[Dataset entries]
// Content gateway between the sync engine and the remote adapter.
//
// When encryption is on, uploads are encrypted and downloads decrypted here;
// the rest of the engine only ever sees plaintext. Upload routing:
//
// - below the chunked threshold (or threshold 0): single blob, one upload
// - at/above threshold with resumable support: streaming chunked upload
// - at/above threshold without resumable support: whole chunked blob, one upload
//
// A per-cycle `file_id → plaintext` cache avoids decrypting the same content
// twice inside one sync cycle; the orchestrator clears it at cycle boundaries.

use crate::adapter::{Adapter, AdapterError, RemoteRecord, RevisionInfo};
use crate::encryption::chunker::ChunkProducer;
use crate::encryption::format::{
    self, chunked_size, VSC2_HEADER_SIZE,
};
use crate::encryption::{CryptoError, EncryptionEngine, IV_SIZE, TAG_SIZE};
use std::collections::HashMap;
use std::sync::Arc;
use thiserror::Error;
use tokio::sync::RwLock;
use tracing::debug;

/// Target size of one resumable flush.
const STREAM_BATCH: usize = 5 * 1024 * 1024;
/// Required alignment of every non-final resumable flush.
const STREAM_ALIGN: usize = 256 * 1024;

#[derive(Error, Debug)]
pub enum ContentStoreError {
    #[error("Adapter error: {0}")]
    Adapter(#[from] AdapterError),
    #[error("Crypto error: {0}")]
    Crypto(#[from] CryptoError),
    #[error("Resumable upload protocol violation: {0}")]
    Streaming(String),
}

/// Adapter proxy that owns the encryption boundary.
#[derive(Clone)]
pub struct ContentStore {
    inner: Arc<dyn Adapter>,
    encryption: Option<EncryptionEngine>,
    /// Plaintext size at which uploads switch to the chunked format.
    /// Zero keeps every upload in the single-blob format.
    chunked_threshold: u64,
    decrypt_cache: Arc<RwLock<HashMap<String, Vec<u8>>>>,
}

impl ContentStore {
    /// Plaintext store: bytes pass through untouched.
    pub fn plaintext(inner: Arc<dyn Adapter>) -> Self {
        ContentStore {
            inner,
            encryption: None,
            chunked_threshold: 0,
            decrypt_cache: Arc::new(RwLock::new(HashMap::new())),
        }
    }

    /// Encrypting store with the given chunked-format threshold.
    pub fn encrypted(
        inner: Arc<dyn Adapter>,
        engine: EncryptionEngine,
        chunked_threshold: u64,
    ) -> Self {
        ContentStore {
            inner,
            encryption: Some(engine),
            chunked_threshold,
            decrypt_cache: Arc::new(RwLock::new(HashMap::new())),
        }
    }

    pub fn adapter(&self) -> &Arc<dyn Adapter> {
        &self.inner
    }

    pub fn is_encrypted(&self) -> bool {
        self.encryption.is_some()
    }

    /// Drop the per-cycle decrypt cache. Called by the orchestrator at every
    /// cycle boundary so the cache lifetime stays bounded by one cycle.
    pub async fn clear_cycle_cache(&self) {
        self.decrypt_cache.write().await.clear();
    }

    /// Download and (if needed) decrypt a file by id.
    pub async fn download(&self, file_id: &str) -> Result<Vec<u8>, ContentStoreError> {
        if self.encryption.is_some() {
            if let Some(cached) = self.decrypt_cache.read().await.get(file_id) {
                debug!(file_id, "decrypt cache hit");
                return Ok(cached.clone());
            }
        }

        let raw = self.inner.download_file(file_id).await?;
        let plaintext = match &self.encryption {
            Some(engine) => format::decrypt_auto(engine, &raw)?,
            None => raw,
        };

        if self.encryption.is_some() {
            self.decrypt_cache
                .write()
                .await
                .insert(file_id.to_string(), plaintext.clone());
        }
        Ok(plaintext)
    }

    /// Upload plaintext, encrypting and routing by size.
    pub async fn upload(
        &self,
        path: &str,
        plaintext: &[u8],
        mtime_ms: i64,
        existing_id: Option<&str>,
    ) -> Result<RemoteRecord, ContentStoreError> {
        let engine = match &self.encryption {
            None => {
                return Ok(self
                    .inner
                    .upload_file(path, plaintext, mtime_ms, existing_id)
                    .await?);
            }
            Some(engine) => engine,
        };

        let size = plaintext.len() as u64;
        let use_chunked = self.chunked_threshold > 0 && size >= self.chunked_threshold;

        let record = if !use_chunked {
            let blob = format::encrypt_single(engine, plaintext)?;
            self.inner
                .upload_file(path, &blob, mtime_ms, existing_id)
                .await?
        } else if self.inner.supports_resumable_uploads() {
            self.upload_streaming(engine, path, plaintext, mtime_ms, existing_id)
                .await?
        } else {
            let blob =
                format::encrypt_chunked(engine, plaintext, engine.optimal_chunk_size() as u32)?;
            self.inner
                .upload_file(path, &blob, mtime_ms, existing_id)
                .await?
        };

        self.decrypt_cache
            .write()
            .await
            .insert(record.id.clone(), plaintext.to_vec());
        Ok(record)
    }

    /// Streaming chunked upload.
    ///
    /// Keeps a staging buffer of roughly `STREAM_BATCH + one encrypted chunk`
    /// and flushes the largest 256 KiB-aligned prefix whenever the batch mark
    /// is crossed, so peak memory stays flat regardless of file size. The
    /// final flush carries everything left and completes the session.
    async fn upload_streaming(
        &self,
        engine: &EncryptionEngine,
        path: &str,
        plaintext: &[u8],
        mtime_ms: i64,
        existing_id: Option<&str>,
    ) -> Result<RemoteRecord, ContentStoreError> {
        let chunk_size = engine.optimal_chunk_size() as u32;
        let total = chunked_size(plaintext.len() as u64, chunk_size);
        let max_encrypted_chunk = IV_SIZE + chunk_size as usize + TAG_SIZE;

        let session = self
            .inner
            .initiate_resumable_session(path, total, mtime_ms, existing_id)
            .await?;

        let mut producer = ChunkProducer::new(engine.clone(), plaintext.to_vec(), chunk_size)?;
        let mut buffer = Vec::with_capacity(STREAM_BATCH + max_encrypted_chunk + 4096);
        format::write_header(&mut buffer, chunk_size, producer.total_chunks());

        let mut offset: u64 = 0;
        let mut completed: Option<RemoteRecord> = None;

        while let Some(chunk) = producer.next().await {
            let chunk = chunk?;
            buffer.extend_from_slice(&chunk.iv);
            buffer.extend_from_slice(&chunk.ciphertext);

            if chunk.is_last() {
                // Terminating flush: whatever remains, exact declared total.
                let record = self
                    .inner
                    .upload_chunk(&session, &buffer, offset, total, path, mtime_ms)
                    .await?;
                offset += buffer.len() as u64;
                buffer.clear();
                completed = record;
                break;
            }

            if buffer.len() >= STREAM_BATCH {
                let flush_len = buffer.len() - buffer.len() % STREAM_ALIGN;
                debug_assert!(flush_len > 0);
                let response = self
                    .inner
                    .upload_chunk(&session, &buffer[..flush_len], offset, total, path, mtime_ms)
                    .await?;
                if response.is_some() {
                    return Err(ContentStoreError::Streaming(
                        "record returned before the final chunk".to_string(),
                    ));
                }
                offset += flush_len as u64;
                // Shift the unaligned tail to the front of the buffer.
                buffer.copy_within(flush_len.., 0);
                buffer.truncate(buffer.len() - flush_len);
            }
        }

        if offset != total {
            return Err(ContentStoreError::Streaming(format!(
                "uploaded {offset} of {total} declared bytes"
            )));
        }
        completed.ok_or_else(|| {
            ContentStoreError::Streaming("final chunk returned no record".to_string())
        })
    }

    /// Revision listing, forwarded to the adapter.
    pub async fn list_revisions(&self, path: &str) -> Result<Vec<RevisionInfo>, ContentStoreError> {
        Ok(self.inner.list_revisions(path).await?)
    }

    /// Revision content, decrypted when encryption is on.
    pub async fn get_revision_content(
        &self,
        path: &str,
        revision_id: &str,
    ) -> Result<Vec<u8>, ContentStoreError> {
        let raw = self.inner.get_revision_content(path, revision_id).await?;
        match &self.encryption {
            Some(engine) => Ok(format::decrypt_auto(engine, &raw)?),
            None => Ok(raw),
        }
    }

    /// Expected on-the-wire size of a plaintext at the current settings.
    pub fn encrypted_size(&self, plaintext_len: u64) -> u64 {
        match &self.encryption {
            None => plaintext_len,
            Some(engine) => {
                let use_chunked =
                    self.chunked_threshold > 0 && plaintext_len >= self.chunked_threshold;
                if use_chunked {
                    chunked_size(plaintext_len, engine.optimal_chunk_size() as u32)
                } else {
                    (IV_SIZE + TAG_SIZE) as u64 + plaintext_len
                }
            }
        }
    }
}

// Header bytes count toward the first flush's alignment math, so the header
// size itself must not break alignment assumptions.
const _: () = assert!(VSC2_HEADER_SIZE < STREAM_ALIGN);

▶ [Assignment] Copy each line from the data that features the string "orchestrator".

▶ [Answer to the problem]
// twice inside one sync cycle; the orchestrator clears it at cycle boundaries.
    /// Drop the per-cycle decrypt cache. Called by the orchestrator at every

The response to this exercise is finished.